1 El texto original, tomado del Quotidien Paris, del 2 de mayo de 1975, dice : « Je ne peux pas me défaire de l’écriture. Dans tous mes films, il y a des gens qui s’envoient des lettres, une jeune fille qui écrit son journal. Je ne peux pas non plus me déplacer d’un point à un autre sans l’expliquer sur une carte. Ça ne se fait plus du tout, mais c’est dans mon caractère, laisser même une personne non informée me gêne. Le goût de l’écriture me poursuit depuis le temps où je m’attachais à la forme du scenario, en tant que critique. Je ne pensais pas devenir cinéaste, mais plutôt scénariste ».

2 «Qu’on écrive un roman ou un scénario, on organise des rencontres, on vit avec des personnages ; c’est le même plaisir, le même travail, on intensifie la vie », tomado de su entrevista con Frank Maubert en 1982.
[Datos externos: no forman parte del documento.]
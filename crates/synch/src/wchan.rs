//! Wait channels: the sleep/wakeup queue behind every blocking primitive.
//!
//! A thread going to sleep first enqueues itself while still inside the
//! primitive's critical section, then leaves the critical section and blocks.
//! A waker must enter the same critical section to dequeue it, so a wakeup can
//! never slip in between "checked the condition" and "went to sleep".

use std::collections::VecDeque;
use std::sync::Arc;
use std::sync::atomic::{AtomicBool, Ordering};
use std::thread::{self, Thread};

use log::trace;
use spin::{Mutex, MutexGuard};

/// A thread parked on a [`WaitChannel`].
pub struct Sleeper {
    thread: Thread,
    woken: AtomicBool,
}

impl Sleeper {
    /// Deschedules the calling thread until this sleeper is woken.
    ///
    /// Spurious returns from the host's parking are absorbed here.
    pub fn block(&self) {
        while !self.woken.load(Ordering::Acquire) {
            thread::park();
        }
    }

    fn wake(&self) {
        self.woken.store(true, Ordering::Release);
        self.thread.unpark();
    }
}

/// Queue of threads sleeping on some condition.
pub struct WaitChannel {
    name: &'static str,
    sleepers: Mutex<VecDeque<Arc<Sleeper>>>,
}

impl WaitChannel {
    pub const fn new(name: &'static str) -> Self {
        Self {
            name,
            sleepers: Mutex::new(VecDeque::new()),
        }
    }

    pub fn name(&self) -> &'static str {
        self.name
    }

    /// Registers the calling thread as a sleeper without blocking yet.
    ///
    /// The caller must still be inside the critical section that protects the
    /// condition it is waiting on, and must call [`Sleeper::block`] after
    /// leaving it.
    pub fn enqueue(&self) -> Arc<Sleeper> {
        let sleeper = Arc::new(Sleeper {
            thread: thread::current(),
            woken: AtomicBool::new(false),
        });
        let mut sleepers = self.sleepers.lock();
        sleepers.push_back(Arc::clone(&sleeper));
        trace!("{}: {:?} sleeping, {} queued", self.name, thread::current().id(), sleepers.len());
        sleeper
    }

    /// Atomically releases `guard`, sleeps until woken, and relocks `mutex`.
    pub fn sleep<'a, T>(&self, guard: MutexGuard<'a, T>, mutex: &'a Mutex<T>) -> MutexGuard<'a, T> {
        let sleeper = self.enqueue();
        drop(guard);
        sleeper.block();
        mutex.lock()
    }

    /// Wakes the longest-sleeping thread. Returns false if nobody was asleep.
    pub fn wake_one(&self) -> bool {
        let next = self.sleepers.lock().pop_front();
        match next {
            Some(sleeper) => {
                sleeper.wake();
                true
            }
            None => false,
        }
    }

    /// Wakes every sleeping thread, returning how many were woken.
    pub fn wake_all(&self) -> usize {
        let sleepers: VecDeque<_> = core::mem::take(&mut *self.sleepers.lock());
        let count = sleepers.len();
        if count > 0 {
            trace!("{}: waking {count}", self.name);
        }
        for sleeper in sleepers {
            sleeper.wake();
        }
        count
    }

    pub fn has_sleepers(&self) -> bool {
        !self.sleepers.lock().is_empty()
    }

    pub fn sleeper_count(&self) -> usize {
        self.sleepers.lock().len()
    }
}

#[cfg(test)]
mod tests {
    use super::*;
    use std::time::Duration;

    #[test]
    fn wake_without_sleepers_is_a_no_op() {
        let chan = WaitChannel::new("empty");
        assert!(!chan.wake_one());
        assert_eq!(chan.wake_all(), 0);
    }

    #[test]
    fn wakeup_before_block_is_not_lost() {
        let chan = WaitChannel::new("early");
        let sleeper = chan.enqueue();
        assert!(chan.wake_one());
        // Already woken; must return immediately.
        sleeper.block();
        assert!(!chan.has_sleepers());
    }

    #[test]
    fn wake_all_releases_every_sleeper() {
        let chan = Arc::new(WaitChannel::new("herd"));
        let state = Arc::new(Mutex::new(false));

        let handles: Vec<_> = (0..4)
            .map(|_| {
                let chan = Arc::clone(&chan);
                let state = Arc::clone(&state);
                thread::spawn(move || {
                    let mut ready = state.lock();
                    while !*ready {
                        ready = chan.sleep(ready, &state);
                    }
                })
            })
            .collect();

        while chan.sleeper_count() < 4 {
            thread::sleep(Duration::from_millis(1));
        }

        *state.lock() = true;
        assert_eq!(chan.wake_all(), 4);

        for h in handles {
            h.join().unwrap();
        }
    }
}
3 El retrato publicado en L’express el 6 de febrero de 2012 es muy ilustrativo al respecto: https://www.lexpress.fr/culture/cinema/francois-truffaut-portrait_1078716.html

4 https://www.uhu.es/cine.educacion/cineyeducacion/temaspequenosalvaje.htm

5 En el original, se lee : «J’ai 17 ans. Trois films par jour, trois livres par semaine, des disques de grande musique suffiraient à faire mon bonheur jusqu’à ma mort. Mes parents ne sont plus pour moi que des étrangers. Je ne fixe pas longtemps le ciel car lorsque mes yeux reviennent au sol, le monde me paraît horrible.» Tomado de : https://www.lexpress.fr/culture/cinema/francois-truffaut-portrait_1078716.html

6 «J’aimais trop le cinéma pour rester dans la critique». Disponible en línea en: https://www.youtube.com/watch?v=Jq51gq4s5r4&t=5s

7 «Ça a été en juin que je me suis aperçu que la compagnie des femmes m’était indispensable, sinon leur compagnie en tout cas leur vision ». Disponible en línea en: https://www.youtube.com/watch?v=eDRS4Wufvas

8 El retrato realizado por Telerama.fr y titulado “Cómo Truffaut se enamoró de sus actrices” resulta bastante explicativo al respecto: http://www.telerama.fr/cinema/comment-truffaut-tombait-il-amoureux-de-ses-actrices,117571.php

9 “Pour moi, la musique de film, c’est comme une question de grammaire. Si l’on accepte de comparer un film à un roman, je mets de la musique sur mes images quand nous passons du présent à l’imparfait.”Tomado de : http://www.georges-delerue.com/francois-truffaut/

10 Acaso aquello que el filósofo Gilles Deleuze denominó como Imagen-movimiento en su reflexión estética sobre la imagen cinematográfica, en Gilles Deleuze, Estudios sobre el cine 1: La imagen movimiento, Madrid, Visor, 1985.